• **Activity**
Go through the data and copy each line that holds "message".

*** Data for this exercise ***

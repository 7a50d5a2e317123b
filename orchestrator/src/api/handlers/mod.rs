//! API request handlers

pub mod health;
pub mod interactive;
pub mod notebook;
pub mod run;

use axum::http::{HeaderMap, Method};

use crate::api::extract::has_json_content_type;
use crate::api::ApiError;
use crate::AppState;

/// Any path or method outside the route table
pub async fn invalid_route(method: Method, headers: HeaderMap) -> ApiError {
    let message = match method {
        Method::GET => "Invalid GET request path.",
        Method::POST if !has_json_content_type(&headers) => {
            return ApiError::invalid_content_type();
        }
        Method::POST => "Invalid POST request path.",
        _ => "Invalid request method. Only GET and POST are supported.",
    };
    ApiError::InvalidRequest(message.to_string())
}

/// Reject submissions larger than the configured limit
fn check_code_size(state: &AppState, code: &str) -> Result<(), ApiError> {
    let max = state.config.limits.max_code_bytes;
    if code.len() > max {
        return Err(ApiError::InvalidRequest(format!(
            "Code exceeds the maximum size of {} bytes.",
            max
        )));
    }
    Ok(())
}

*** End of Data for this exercise ***

• **Written reply**
    let message = match method {
    ApiError::InvalidRequest(message.to_string())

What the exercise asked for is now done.